上图是我目前的7个datanode节点,我希望有机器增加了,增加多一台storage155。
二、前期工作
1、保证增加的节点与主节点ssh互通
使用ssh-keygen生成本地的rsa-key,或者自己手工在home目录创建一个.ssh的文件夹,我这里使用的是ssh-keygen,然后创建一个authorized_keys文件,并将namenode节点上的public-key拷贝过来,因为是HA模式,需要将两个namenode节点的key都需要复制过来。示例如下:
hadoop@storage155:~/.ssh$ ls
authorized_keys id_rsa id_rsa.pub
hadoop@storage155:~/.ssh$ more authorized_keys
ssh-rsa AAAAB3NzaC1yc2EAAAADAQABAAABAQCXVq1gdtV2Z1A0UpNIqoY7yxAvdA9UP7kdZMXNNtZEoeP/2NG2yX9rd2gbV7qRypYoWVvE5kahGZ6uTOc03RS/GHmwHPJE0+U1f6UPS4PRbnHlOr4xvaFLEA
TnBkKanYOklq4tM39Q6LF5PTL5r08aC+govMXMwZgHfKC76N35pFXU+iuZhhrLpQ+PN2ScUJvo/SYMyX3SCGJzw+c3p0XrYyw+mYaRE0eC+/OUOPvZnclZ+J0d80FiSuktYSl7u5ZFiqqoDkEjdFL+lCl0Oni0
Mz2/5S1BV81wHLiyPmZSCTMunwi6QgqrLMo38pNXdYGLstFKHfiO5jYgE94D91hZ hadoop@storage14
ssh-rsa AAAAB3NzaC1yc2EAAAADAQABAAABAQCq5Sjzg2RkmLbW/8q267LP78D/WhwCMxfM4CJ8BLsbZmCx0aJuFi8ol/0Nr5UL4ES32Nf/j+zrfqZMl1RAAk3O5uf/asKp1NByuCxvs7jae0Ox02648iDKoK
mJpL+CGGN+1kvIZ7e8qDRhvAqLbBrFjcAk5QOo47lXuSf1TnX7hiJYj8X34xBNJHehUP61vzM6t4uftAnnmwnc9EGsnGNp77OzOs+Ua+q6awZwMIog2re0XndfB+8ft8iczQ24ekY8UagHixnYsaAeyZgE88/7
DaXTHbY2Tp27tm8efwanIS5qwFz81m8GUIhjinr7aNEZR48/0FG5Xrf/bpDXQ9lD hadoop@storage60
2、配置所有节点的hosts
将新增的storage155的域名增加了原来的9个节点中,并将其他9个节点对应的域名增加到storage155的hosts中。(/etc/host文件,仅为新手不清楚时查看)
3、安装hadoop
在storage155这个节点上安装hadoop安装包,这里完全可以将namenode或者datanode上的安装包拷贝过去就行了
scp -r hadoop hadoop@storage155:/data/hadoop_home
4、将storage155增加到hadoop的slaves配置文件中
将storage155增加到hadoop-2.7.3/etc/hadoop/slaves文件中,并将配置文件同步到所有节点(为了保证所有节点的配置一致性)
三、启动新增的datanode
直接在namenode上执行start-all.sh或者在storage155上执行start-dfs.sh都可以完成。
四、安装过程中遇到的问题
1、多目录存放的问题
配置完成后,执行启动时报了这样的错
java.io.IOException: All directories in dfs.datanode.data.dir are invalid: "/data1/deeplearn/dfs/data" "/data2/deeplearn/dfs/data" "/data3/deeplearn/dfs/data" "/data4/deeplearn/dfs/data" "/data5/deeplearn/dfs/data" "/data6/deeplearn/dfs/data" "/data7/deeplearn/dfs/data" "/data8/deeplearn/dfs/data" "/data9/deeplearn/dfs/data" "/data10/deeplearn/dfs/data" "/data11/deeplearn/dfs/data" "/data12/deeplearn/dfs/data"

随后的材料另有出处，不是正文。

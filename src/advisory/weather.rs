//! Weather-driven watering advice
//!
//! Rule-based: rain means no irrigation, heat above 27 °C means water now,
//! anything else is routine care. Alert and recommendation texts are in
//! Amharic for the farmer-facing UI.

use std::fmt;

use rand::Rng;
use serde::{Deserialize, Serialize};

/// Above this temperature (°C) fields need watering
pub const HEAT_THRESHOLD_C: i32 = 27;

/// Range simulated temperatures are drawn from (°C)
pub const SIMULATED_TEMPERATURE_C: std::ops::RangeInclusive<i32> = 18..=30;

/// Location reported when none is given
pub const DEFAULT_LOCATION: &str = "Central Ethiopia";

#[derive(Debug, Clone, Copy, PartialEq, Eq, Serialize, Deserialize)]
pub enum WeatherCondition {
    Sunny,
    Rainy,
    Cloudy,
}

impl WeatherCondition {
    pub const ALL: [WeatherCondition; 3] = [
        WeatherCondition::Sunny,
        WeatherCondition::Rainy,
        WeatherCondition::Cloudy,
    ];
}

impl fmt::Display for WeatherCondition {
    fn fmt(&self, f: &mut fmt::Formatter<'_>) -> fmt::Result {
        match self {
            WeatherCondition::Sunny => write!(f, "Sunny"),
            WeatherCondition::Rainy => write!(f, "Rainy"),
            WeatherCondition::Cloudy => write!(f, "Cloudy"),
        }
    }
}

impl std::str::FromStr for WeatherCondition {
    type Err = String;

    fn from_str(s: &str) -> Result<Self, Self::Err> {
        match s.to_lowercase().as_str() {
            "sunny" => Ok(WeatherCondition::Sunny),
            "rainy" => Ok(WeatherCondition::Rainy),
            "cloudy" => Ok(WeatherCondition::Cloudy),
            other => Err(format!(
                "unknown weather condition '{}' (expected sunny, rainy or cloudy)",
                other
            )),
        }
    }
}

/// Colour hint for the UI
#[derive(Debug, Clone, Copy, PartialEq, Eq, Serialize, Deserialize)]
#[serde(rename_all = "lowercase")]
pub enum AlertColor {
    Blue,
    Red,
    Green,
}

/// Advice for one location and weather reading
#[derive(Debug, Clone, PartialEq, Serialize, Deserialize)]
pub struct WeatherAdvisory {
    pub location: String,
    /// Temperature in °C
    pub temperature_c: i32,
    pub condition: WeatherCondition,
    pub alert_amharic: String,
    pub recommendation_amharic: String,
    pub ui_color: AlertColor,
}

impl WeatherAdvisory {
    /// Advice for a known condition and temperature
    pub fn for_conditions(location: &str, condition: WeatherCondition, temperature_c: i32) -> Self {
        let (alert, recommendation, color) = if condition == WeatherCondition::Rainy {
            (
                "አያጠጡ - ዝናብ ይጠበቃል",
                "ዛሬ ዝናብ ስለሚጠበቅ መስኖ መጠቀም አያስፈልግዎትም።",
                AlertColor::Blue,
            )
        } else if temperature_c > HEAT_THRESHOLD_C {
            (
                "ማጠጣት ያስፈልጋል",
                "ከፍተኛ ሙቀት ስላለ እባክዎን ማሳዎን ያጠጡ።",
                AlertColor::Red,
            )
        } else {
            (
                "መደበኛ እንክብካቤ",
                "አየሩ መደበኛ ነው። መደበኛ ክትትልዎን ይቀጥሉ።",
                AlertColor::Green,
            )
        };

        Self {
            location: location.to_string(),
            temperature_c,
            condition,
            alert_amharic: alert.to_string(),
            recommendation_amharic: recommendation.to_string(),
            ui_color: color,
        }
    }

    /// Advice for a simulated reading drawn from `rng`
    pub fn simulate<R: Rng>(location: &str, rng: &mut R) -> Self {
        let condition = WeatherCondition::ALL[rng.gen_range(0..WeatherCondition::ALL.len())];
        let temperature = rng.gen_range(SIMULATED_TEMPERATURE_C);
        Self::for_conditions(location, condition, temperature)
    }

    /// Temperature formatted for display, e.g. `"24°C"`
    pub fn temperature_label(&self) -> String {
        format!("{}°C", self.temperature_c)
    }

    /// Same condition at another temperature
    pub fn with_temperature(&self, temperature_c: i32) -> Self {
        Self::for_conditions(&self.location, self.condition, temperature_c)
    }

    /// Same temperature under another condition
    pub fn with_condition(&self, condition: WeatherCondition) -> Self {
        Self::for_conditions(&self.location, condition, self.temperature_c)
    }

    /// Whether the farmer should irrigate today
    pub fn needs_watering(&self) -> bool {
        self.ui_color == AlertColor::Red
    }
}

at org.apache.hadoop.hdfs.server.datanode.DataNode.checkStorageLocations(DataNode.java:2396)
at org.apache.hadoop.hdfs.server.datanode.DataNode.makeInstance(DataNode.java:2369)

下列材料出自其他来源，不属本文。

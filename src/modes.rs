//! Transport modes and the constant domain tables attached to them.
//!
//! Category membership (motorized vs non-motorized) and per-mode typical
//! speed ranges are immutable domain knowledge: the tables are built once at
//! first use and never mutated. Velocity-based mode inference lives here too,
//! so the mode validator stays a thin per-sample check.

use std::collections::HashMap;
use std::fmt;
use std::str::FromStr;

use once_cell::sync::Lazy;
use serde::{Deserialize, Serialize};

/// Closed set of transport modes seen in location-history exports.
#[derive(Debug, Clone, Copy, PartialEq, Eq, Hash, Serialize, Deserialize)]
pub enum TransportMode {
    InVehicle,
    InBus,
    OnMotorcycle,
    Walking,
    Running,
    OnBicycle,
    InTrain,
    InFlight,
    Unknown,
}

/// Mode category used for trip segmentation.
///
/// Only motorized trips count toward driving distance; trains and flights are
/// deliberately non-motorized here since neither is replaceable by a car
/// charge.
#[derive(Debug, Clone, Copy, PartialEq, Eq, Hash, Serialize, Deserialize)]
pub enum ModeCategory {
    Motorized,
    NonMotorized,
}

/// Typical speed range for a mode, km/h.
#[derive(Debug, Clone, Copy, PartialEq, Serialize, Deserialize)]
pub struct SpeedRange {
    pub min_kmh: f64,
    pub max_kmh: f64,
}

impl SpeedRange {
    /// Check whether a velocity falls inside the range (inclusive).
    #[inline]
    pub fn contains(&self, kmh: f64) -> bool {
        kmh >= self.min_kmh && kmh <= self.max_kmh
    }
}

/// Typical speed range per mode.
///
/// Motorized modes carry a nonzero minimum: a fix crawling at walking pace
/// with a vehicle label is almost always a labeling error around parking or
/// boarding, and gets reclassified by the validator.
static MODE_SPEED_RANGES: Lazy<HashMap<TransportMode, SpeedRange>> = Lazy::new(|| {
    use TransportMode::*;
    HashMap::from([
        (Walking, SpeedRange { min_kmh: 0.0, max_kmh: 8.0 }),
        (Running, SpeedRange { min_kmh: 3.0, max_kmh: 20.0 }),
        (OnBicycle, SpeedRange { min_kmh: 3.0, max_kmh: 45.0 }),
        (InVehicle, SpeedRange { min_kmh: 5.0, max_kmh: 120.0 }),
        (InBus, SpeedRange { min_kmh: 5.0, max_kmh: 100.0 }),
        (OnMotorcycle, SpeedRange { min_kmh: 5.0, max_kmh: 140.0 }),
        (InTrain, SpeedRange { min_kmh: 20.0, max_kmh: 300.0 }),
        (InFlight, SpeedRange { min_kmh: 100.0, max_kmh: 900.0 }),
        (Unknown, SpeedRange { min_kmh: 0.0, max_kmh: f64::INFINITY }),
    ])
});

/// Vendor export labels to modes. Covers both the legacy activity-recognition
/// labels and the newer semantic-history spellings.
static LABEL_TO_MODE: Lazy<HashMap<&'static str, TransportMode>> = Lazy::new(|| {
    use TransportMode::*;
    HashMap::from([
        ("IN_VEHICLE", InVehicle),
        ("IN_PASSENGER_VEHICLE", InVehicle),
        ("DRIVING", InVehicle),
        ("IN_BUS", InBus),
        ("ON_MOTORCYCLE", OnMotorcycle),
        ("MOTORCYCLING", OnMotorcycle),
        ("WALKING", Walking),
        ("ON_FOOT", Walking),
        ("RUNNING", Running),
        ("ON_BICYCLE", OnBicycle),
        ("CYCLING", OnBicycle),
        ("IN_TRAIN", InTrain),
        ("IN_SUBWAY", InTrain),
        ("IN_TRAM", InTrain),
        ("FLYING", InFlight),
        ("IN_FLIGHT", InFlight),
        ("UNKNOWN", Unknown),
        ("STILL", Unknown),
    ])
});

impl TransportMode {
    /// All modes, for iteration in tests and sweeps.
    pub const ALL: [TransportMode; 9] = [
        TransportMode::InVehicle,
        TransportMode::InBus,
        TransportMode::OnMotorcycle,
        TransportMode::Walking,
        TransportMode::Running,
        TransportMode::OnBicycle,
        TransportMode::InTrain,
        TransportMode::InFlight,
        TransportMode::Unknown,
    ];

    /// Category of this mode. The variant set is closed, so this is a plain
    /// match rather than a runtime table.
    pub fn category(self) -> ModeCategory {
        match self {
            TransportMode::InVehicle | TransportMode::InBus | TransportMode::OnMotorcycle => {
                ModeCategory::Motorized
            }
            TransportMode::Walking
            | TransportMode::Running
            | TransportMode::OnBicycle
            | TransportMode::InTrain
            | TransportMode::InFlight
            | TransportMode::Unknown => ModeCategory::NonMotorized,
        }
    }

    /// Shorthand for `category() == Motorized`.
    #[inline]
    pub fn is_motorized(self) -> bool {
        self.category() == ModeCategory::Motorized
    }

    /// Typical speed range for this mode.
    pub fn speed_range(self) -> SpeedRange {
        MODE_SPEED_RANGES[&self]
    }

    /// Check whether a velocity is plausible for this mode.
    #[inline]
    pub fn is_speed_plausible(self, kmh: f64) -> bool {
        self.speed_range().contains(kmh)
    }

    /// Map a vendor export label to a mode, if recognized.
    pub fn from_label(label: &str) -> Option<TransportMode> {
        LABEL_TO_MODE.get(label.to_ascii_uppercase().as_str()).copied()
    }
}

impl Default for TransportMode {
    fn default() -> Self {
        TransportMode::Unknown
    }
}

impl fmt::Display for TransportMode {
    fn fmt(&self, f: &mut fmt::Formatter<'_>) -> fmt::Result {
        let name = match self {
            TransportMode::InVehicle => "InVehicle",
            TransportMode::InBus => "InBus",
            TransportMode::OnMotorcycle => "OnMotorcycle",
            TransportMode::Walking => "Walking",
            TransportMode::Running => "Running",
            TransportMode::OnBicycle => "OnBicycle",
            TransportMode::InTrain => "InTrain",
            TransportMode::InFlight => "InFlight",
            TransportMode::Unknown => "Unknown",
        };
        f.write_str(name)
    }
}

impl FromStr for TransportMode {
    type Err = String;

    fn from_str(s: &str) -> std::result::Result<Self, Self::Err> {
        TransportMode::from_label(s).ok_or_else(|| format!("unrecognized transport mode '{}'", s))
    }
}

/// Infer a mode from velocity alone, using coarse speed buckets.
///
/// Used when the declared mode fails the plausibility check.
pub fn infer_mode_from_speed(kmh: f64) -> TransportMode {
    if kmh < 8.0 {
        TransportMode::Walking
    } else if kmh < 25.0 {
        TransportMode::OnBicycle
    } else if kmh < 120.0 {
        TransportMode::InVehicle
    } else {
        TransportMode::InFlight
    }
}

#[cfg(test)]
mod tests {
    use super::*;

    #[test]
    fn test_category_partition() {
        let motorized: Vec<_> = TransportMode::ALL
            .iter()
            .filter(|m| m.is_motorized())
            .collect();
        assert_eq!(
            motorized,
            vec![
                &TransportMode::InVehicle,
                &TransportMode::InBus,
                &TransportMode::OnMotorcycle
            ]
        );
        assert_eq!(TransportMode::InTrain.category(), ModeCategory::NonMotorized);
        assert_eq!(TransportMode::Unknown.category(), ModeCategory::NonMotorized);
    }

    #[test]
    fn test_speed_range_table_covers_all_modes() {
        for mode in TransportMode::ALL {
            let range = mode.speed_range();
            assert!(range.min_kmh >= 0.0);
            assert!(range.max_kmh > range.min_kmh);
        }
    }

    #[test]
    fn test_speed_plausibility() {
        assert!(TransportMode::Walking.is_speed_plausible(4.0));
        assert!(!TransportMode::Walking.is_speed_plausible(30.0));
        assert!(TransportMode::InVehicle.is_speed_plausible(66.0));
        assert!(!TransportMode::InVehicle.is_speed_plausible(3.0));
        assert!(TransportMode::InFlight.is_speed_plausible(800.0));
        assert!(!TransportMode::InFlight.is_speed_plausible(50.0));
        // Unknown accepts anything
        assert!(TransportMode::Unknown.is_speed_plausible(500.0));
    }

    #[test]
    fn test_infer_mode_buckets() {
        assert_eq!(infer_mode_from_speed(3.0), TransportMode::Walking);
        assert_eq!(infer_mode_from_speed(15.0), TransportMode::OnBicycle);
        assert_eq!(infer_mode_from_speed(80.0), TransportMode::InVehicle);
        assert_eq!(infer_mode_from_speed(400.0), TransportMode::InFlight);
        // Bucket edges
        assert_eq!(infer_mode_from_speed(7.99), TransportMode::Walking);
        assert_eq!(infer_mode_from_speed(8.0), TransportMode::OnBicycle);
        assert_eq!(infer_mode_from_speed(120.0), TransportMode::InFlight);
    }

    #[test]
    fn test_label_mapping() {
        assert_eq!(
            TransportMode::from_label("IN_VEHICLE"),
            Some(TransportMode::InVehicle)
        );
        assert_eq!(
            TransportMode::from_label("in_passenger_vehicle"),
            Some(TransportMode::InVehicle)
        );
        assert_eq!(
            TransportMode::from_label("CYCLING"),
            Some(TransportMode::OnBicycle)
        );
        assert_eq!(TransportMode::from_label("WARP_DRIVE"), None);
    }

    #[test]
    fn test_from_str() {
        assert_eq!(
            "WALKING".parse::<TransportMode>().unwrap(),
            TransportMode::Walking
        );
        assert!("bogus".parse::<TransportMode>().is_err());
    }
}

at org.apache.hadoop.hdfs.server.datanode.DataNode.instantiateDataNode(DataNode.java:2261)
at org.apache.hadoop.hdfs.server.datanode.DataNode.createDataNode(DataNode.java:2308)

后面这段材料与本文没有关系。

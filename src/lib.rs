//! # Trip Analyzer
//!
//! High-performance GPS trip extraction and EV range compatibility analysis.
//!
//! This library turns a noisy, unordered stream of raw location samples into
//! clean per-day driving summaries, then derives range recommendations from
//! them:
//! - Quality filtering and geodesic distance/velocity annotation
//! - Transport-mode plausibility correction
//! - Stationary-period removal and gap-based trip segmentation
//! - Daily aggregation and percentile-based range statistics
//!
//! ## Features
//!
//! - **`parallel`** - Enable parallel processing with rayon
//!
//! ## Quick Start
//!
//! ```rust
//! use chrono::{Duration, TimeZone, Utc};
//! use trip_analyzer::{run_analysis, LocationSample, PipelineConfig, PipelineOutcome, TransportMode};
//!
//! // Ten samples a minute apart, moving at road speed
//! let t0 = Utc.with_ymd_and_hms(2024, 3, 4, 8, 0, 0).unwrap();
//! let samples: Vec<LocationSample> = (0..10i64)
//!     .map(|i| {
//!         LocationSample::new(t0 + Duration::minutes(i), 47.60 + i as f64 * 0.01, -122.33)
//!             .with_mode(TransportMode::InVehicle)
//!     })
//!     .collect();
//!
//! let outcome = run_analysis(samples, &[300.0], &PipelineConfig::default(), None).unwrap();
//! match outcome {
//!     PipelineOutcome::Completed(result) => {
//!         assert_eq!(result.analyses.len(), 1);
//!         assert_eq!(result.analyses[0].compatible_days, 1);
//!     }
//!     PipelineOutcome::Cancelled => unreachable!(),
//! }
//! ```

use chrono::{DateTime, Utc};
use serde::{Deserialize, Serialize};

// Unified error handling
pub mod error;
pub use error::{AnalysisError, Result};

// Geographic utilities (haversine distance, bearing, polyline length)
pub mod geo_utils;
pub use geo_utils::{haversine_km, initial_bearing, polyline_km};

// Transport modes, category and speed-plausibility tables
pub mod modes;
pub use modes::{infer_mode_from_speed, ModeCategory, SpeedRange, TransportMode};

// Stage 1: quality filter
pub mod filter;
pub use filter::{filter_samples, FilterConfig, FilterStats};

// Stage 2: distance & velocity engine
pub mod kinematics;
pub use kinematics::{annotate_track, KinematicsStats, TrackPoint, TELEPORT_DISTANCE_KM};

// Stage 3: mode validator
pub mod validator;
#[cfg(feature = "parallel")]
pub use validator::validate_modes_parallel;
pub use validator::{validate_mode, validate_modes, ValidationStats};

// Stage 4: stationary-period remover
pub mod stationary;
pub use stationary::{remove_stationary, StationaryConfig};

// Stage 5: trip segmenter
pub mod segmenter;
pub use segmenter::{segment_trips, SegmentationResult, Trip, TripConfig};

// Stage 6: daily aggregator
pub mod daily;
#[cfg(feature = "parallel")]
pub use daily::aggregate_daily_parallel;
pub use daily::{aggregate_daily, with_full_coverage, DailyConfig, DailySummary};

// Stage 7: range analyzer
pub mod analysis;
#[cfg(feature = "parallel")]
pub use analysis::analyze_ranges_parallel;
pub use analysis::{
    analyze_range, analyze_ranges, sweep_standard_ranges, AnalysisConfig, ChallengingDay,
    ExcessHistogram, MonthlyCompatibility, RangeAnalysis, RangeRecommendation, Severity,
    MAX_SUPPORTED_RANGE_KM, STANDARD_RANGES_KM,
};

// Full pipeline composition
pub mod pipeline;
pub use pipeline::{
    run_analysis, AnalysisWarning, CancellationToken, PipelineConfig, PipelineDiagnostics,
    PipelineOutcome, PipelineResult,
};

// ============================================================================
// Core Types
// ============================================================================

/// A single GPS fix from a location history export.
///
/// Samples are immutable once ingested; derived attributes (pairwise
/// distance, implied velocity) are attached later as [`TrackPoint`]s by the
/// distance engine rather than written back into the sample.
///
/// # Example
/// ```
/// use chrono::{TimeZone, Utc};
/// use trip_analyzer::{LocationSample, TransportMode};
///
/// let sample = LocationSample::new(
///     Utc.with_ymd_and_hms(2024, 3, 4, 8, 0, 0).unwrap(),
///     47.6062,
///     -122.3321,
/// )
/// .with_mode(TransportMode::InVehicle)
/// .with_accuracy(12.0);
///
/// assert!(sample.has_valid_coordinates());
/// ```
#[derive(Debug, Clone, Copy, PartialEq, Serialize, Deserialize)]
pub struct LocationSample {
    /// Sample time (UTC)
    pub timestamp: DateTime<Utc>,
    /// Latitude in degrees, valid range [-90, 90]
    pub latitude: f64,
    /// Longitude in degrees, valid range [-180, 180]
    pub longitude: f64,
    /// Reported positional accuracy in meters (optional)
    pub accuracy_m: Option<f64>,
    /// Declared transport mode (defaults to Unknown)
    pub mode: TransportMode,
    /// Confidence in the declared mode, 0-100 (optional)
    pub mode_confidence: Option<u8>,
    /// Velocity in km/h, as provided by the source (optional)
    pub velocity_kmh: Option<f64>,
    /// Altitude in meters (optional)
    pub altitude_m: Option<f64>,
}

impl LocationSample {
    /// Create a new sample with only the required fields set.
    pub fn new(timestamp: DateTime<Utc>, latitude: f64, longitude: f64) -> Self {
        Self {
            timestamp,
            latitude,
            longitude,
            accuracy_m: None,
            mode: TransportMode::Unknown,
            mode_confidence: None,
            velocity_kmh: None,
            altitude_m: None,
        }
    }

    /// Set the declared transport mode.
    pub fn with_mode(mut self, mode: TransportMode) -> Self {
        self.mode = mode;
        self
    }

    /// Set the reported positional accuracy in meters.
    pub fn with_accuracy(mut self, accuracy_m: f64) -> Self {
        self.accuracy_m = Some(accuracy_m);
        self
    }

    /// Set the mode confidence (0-100).
    pub fn with_confidence(mut self, confidence: u8) -> Self {
        self.mode_confidence = Some(confidence);
        self
    }

    /// Set the source-provided velocity in km/h.
    pub fn with_velocity(mut self, velocity_kmh: f64) -> Self {
        self.velocity_kmh = Some(velocity_kmh);
        self
    }

    /// Set the altitude in meters.
    pub fn with_altitude(mut self, altitude_m: f64) -> Self {
        self.altitude_m = Some(altitude_m);
        self
    }

    /// Check if the sample has finite, in-range coordinates.
    pub fn has_valid_coordinates(&self) -> bool {
        self.latitude.is_finite()
            && self.longitude.is_finite()
            && self.latitude >= -90.0
            && self.latitude <= 90.0
            && self.longitude >= -180.0
            && self.longitude <= 180.0
    }
}

// ============================================================================
// Tests
// ============================================================================

#[cfg(test)]
mod tests {
    use super::*;
    use chrono::TimeZone;

    fn ts() -> DateTime<Utc> {
        Utc.with_ymd_and_hms(2024, 3, 4, 8, 0, 0).unwrap()
    }

    #[test]
    fn test_sample_coordinate_validation() {
        assert!(LocationSample::new(ts(), 47.6062, -122.3321).has_valid_coordinates());
        assert!(!LocationSample::new(ts(), 91.0, 0.0).has_valid_coordinates());
        assert!(!LocationSample::new(ts(), 0.0, 181.0).has_valid_coordinates());
        assert!(!LocationSample::new(ts(), f64::NAN, 0.0).has_valid_coordinates());
        assert!(!LocationSample::new(ts(), 0.0, f64::INFINITY).has_valid_coordinates());
    }

    #[test]
    fn test_sample_builder_defaults() {
        let sample = LocationSample::new(ts(), 47.6062, -122.3321);
        assert_eq!(sample.mode, TransportMode::Unknown);
        assert!(sample.accuracy_m.is_none());
        assert!(sample.velocity_kmh.is_none());

        let sample = sample
            .with_mode(TransportMode::InVehicle)
            .with_accuracy(15.0)
            .with_confidence(80)
            .with_velocity(55.0);
        assert_eq!(sample.mode, TransportMode::InVehicle);
        assert_eq!(sample.accuracy_m, Some(15.0));
        assert_eq!(sample.mode_confidence, Some(80));
        assert_eq!(sample.velocity_kmh, Some(55.0));
    }

    #[test]
    fn test_sample_serde_roundtrip() {
        let sample = LocationSample::new(ts(), 47.6062, -122.3321)
            .with_mode(TransportMode::Walking)
            .with_confidence(70);
        let json = serde_json::to_string(&sample).unwrap();
        let back: LocationSample = serde_json::from_str(&json).unwrap();
        assert_eq!(sample, back);
    }
}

at org.apache.hadoop.hdfs.server.datanode.DataNode.secureMain(DataNode.java:2485)
at org.apache.hadoop.hdfs.server.datanode.DataNode.main(DataNode.java:2509)
2019-09-30 16:15:27,813 INFO org.apache.hadoop.util.ExitUtil: Exiting with status 1
因为配置数据存放在多个目录,我的hdfs-site.xml中的dfs.datanode.data.dir配置是这样的:
<property>
<name>dfs.datanode.data.dir</name>
<value>file:///data1/deeplearn/dfs/data,file:///data2/deeplearn/dfs/data,file:///data3/deeplearn/dfs/data,file:///data4/deeplearn/dfs/data,fil
e:///data5/deeplearn/dfs/data,file:///data6/deeplearn/dfs/data,file:///data7/deeplearn/dfs/data,file:///data8/deeplearn/dfs/data,file:///data9/deeplearn/dfs/d
ata,file:///data10/deeplearn/dfs/data,file:///data11/deeplearn/dfs/data,file:///data12/deeplearn/dfs/data</value>
</property>
因此需要保证上面这些目录都存在,并且有读写权限
root@ubuntu:/home/linxiaojie1# mkdir /data1/deeplearn /data2/deeplearn /data3/deeplearn /data4/deeplearn /data5/deeplearn /data6/deeplearn /data7/deeplearn /data8/deeplearn /data9/deeplearn /data10/deeplearn /data11/deeplearn /data12/deeplearn
root@ubuntu:/home/linxiaojie1# chown -R hadoop:hadoop /data1/deeplearn /data2/deeplearn /data3/deeplearn /data4/deeplearn /data5/deeplearn /data6/deeplearn /data7/deeplearn /data8/deeplearn /data9/deeplearn /data10/deeplearn /data11/deeplearn /data12/deeplearn
2、文件权限问题
启动时也报了另一个错误
java.io.IOException: the path component: '/data/hadoop_home/hadoop' is group-writable, and the group is not root. Its permissions are 0775, and it is owned by gid 1000. Please fix this or select a different socket path.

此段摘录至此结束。